IRobot Corp. chief executive Colin Angle has long talked about how he wants iRobot to play a key role in “smart home” technology, beyond making robots that scurry around customers’ floors and clean up their messes.
On Thursday, Angle publicly announced the Bedford-based company’s first acquisition to broaden its smart-home portfolio, with a deal to acquire air purifier provider Aeris Cleantec AG. IRobot is paying at least $72 million for the Swiss company, Angle said. Its two cofounders and nearly 30 employees have joined iRobot, and the business will adopt the iRobot brand over time.
IRobot’s higher-end Roomba vacuum cleaners can make digital maps of customers’ homes. Angle plans to roll out software within the next year that will allow Roomba owners to use their robots’ mapping skills to figure out the best places to run air purifiers and when to run them. Angle said his leadership team has been studying various products to take advantage of digitally connected homes beyond cleanup robots and eyeing possible acquisitions, to expand iRobot into everything from security to energy efficiency to health. This Aeris acquisition, which falls under the “health” category, is their first such deal.
“I was on the lookout for great companies that had innovative solutions that were consistent with iRobot’s brand and the vision for the smart home,” Angle said. “Vacuum cleaning and mopping are the two lead dogs right now. Over time, there are opportunities for technological solutions as well.”
Aeris chief executive Pierre Bi said he launched his business in 2015 with cofounder Constantin Overlack, inspired in part because of the need to counter smog that affected their living space when they were in Beijing. The company generated about $8 million in revenue last year, he said, and is on track to roughly double that amount this year. He said Aeris purifiers successfully achieve high airflow, to cover more space in the house, while improving filtration efficiency, or the amount of pollutants that can get captured effectively by the filter. Usually, he said, these two important demands of the machines work at odds with each other.

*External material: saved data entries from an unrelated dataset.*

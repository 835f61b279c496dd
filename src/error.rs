//! Error types for enderpearl
//!
//! Provides structured error types with suggestions for common issues.

use serde::Serialize;
use thiserror::Error;

/// Message shown when `pre` or `post` is requested directly
pub const RESERVED_OPERATION_MESSAGE: &str = "Sorry, you may not use this special operation";

/// Main error type for script operations
#[derive(Error, Debug)]
pub enum ScriptError {
    /// `pre`/`post` requested as the target operation
    #[error("Sorry, you may not use this special operation: '{name}'")]
    ReservedOperation { name: String },

    /// Command exited non-zero under the fail-fast policy
    #[error("Command failed: {command}")]
    CommandFailed {
        command: String,
        exit_code: Option<i32>,
        suggestion: Option<String>,
    },

    /// Failed to spawn the shell
    #[error("Failed to spawn command: {command}")]
    SpawnFailed { command: String, error: String },

    /// Command timed out
    #[error("Command timed out after {timeout_secs}s: {command}")]
    Timeout { command: String, timeout_secs: u64 },

    /// Settings could not be loaded
    #[error("Settings error: {0}")]
    Settings(String),

    /// IO error
    #[error("IO error: {0}")]
    Io(#[from] std::io::Error),
}

impl ScriptError {
    /// Whether this is the reserved-name rejection
    pub fn is_reserved(&self) -> bool {
        matches!(self, ScriptError::ReservedOperation { .. })
    }
}

/// Serializable error info for JSON output
#[derive(Debug, Serialize, Clone)]
pub struct ErrorInfo {
    pub message: String,
    pub error_type: String,
    #[serde(skip_serializing_if = "Option::is_none")]
    pub suggestion: Option<String>,
    #[serde(skip_serializing_if = "Option::is_none")]
    pub exit_code: Option<i32>,
}

impl From<&ScriptError> for ErrorInfo {
    fn from(err: &ScriptError) -> Self {
        match err {
            ScriptError::ReservedOperation { name } => ErrorInfo {
                message: format!("{}: '{}'", RESERVED_OPERATION_MESSAGE, name),
                error_type: "reserved_operation".to_string(),
                suggestion: Some(
                    "'pre' and 'post' run automatically around every operation".to_string(),
                ),
                exit_code: None,
            },
            ScriptError::CommandFailed {
                command,
                exit_code,
                suggestion,
            } => ErrorInfo {
                message: format!("Command failed: {}", command),
                error_type: "command_failed".to_string(),
                suggestion: suggestion.clone(),
                exit_code: *exit_code,
            },
            ScriptError::SpawnFailed { command, error } => ErrorInfo {
                message: format!("Failed to spawn command: {}", command),
                error_type: "spawn_failed".to_string(),
                suggestion: Some(format!("Check that the shell exists: {}", error)),
                exit_code: None,
            },
            ScriptError::Timeout {
                command,
                timeout_secs,
            } => ErrorInfo {
                message: format!("Command timed out after {}s: {}", timeout_secs, command),
                error_type: "timeout".to_string(),
                suggestion: Some(
                    "Try increasing the timeout or checking if the command hangs".to_string(),
                ),
                exit_code: None,
            },
            ScriptError::Settings(msg) => ErrorInfo {
                message: format!("Settings error: {}", msg),
                error_type: "settings_error".to_string(),
                suggestion: Some("Check your enderpearl settings file".to_string()),
                exit_code: None,
            },
            ScriptError::Io(e) => ErrorInfo {
                message: format!("IO error: {}", e),
                error_type: "io_error".to_string(),
                suggestion: None,
                exit_code: None,
            },
        }
    }
}

/// Suggest fixes for common failures of a script command
///
/// Exit codes follow the POSIX shell conventions: 126 is "found but not
/// executable", 127 is "command not found".
pub fn suggest_fix(command: &str, exit_code: Option<i32>) -> Option<String> {
    let program = command.split_whitespace().next().unwrap_or(command);

    match exit_code {
        Some(127) => Some(format!(
            "'{}' command not found. Check PATH and dependencies.",
            program
        )),
        Some(126) => Some(format!(
            "'{}' is not executable. Check file permissions.",
            program
        )),
        Some(code) if code > 128 => Some(format!(
            "'{}' was terminated by signal {}.",
            program,
            code - 128
        )),
        None => Some(format!("'{}' was terminated by a signal.", program)),
        _ => None,
    }
}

In 2017, iRobot acquired overseas distributors of its products, in Europe and Japan. The last acquisition that did not involve a distributor was in 2012 when iRobot purchased Evolution Robotics, which brought with it the Braava line of robotic mops, according to an iRobot spokesman.
The Aeris deal is iRobot’s first acquisition that doesn’t involve actual robots, though Angle hinted it might be viewed differently over time.
“We’ll let history decide whether the things we are building with Pierre count as robots,” Angle said. “[But] this is the ‘least robot’ thing we’ve ever acquired.”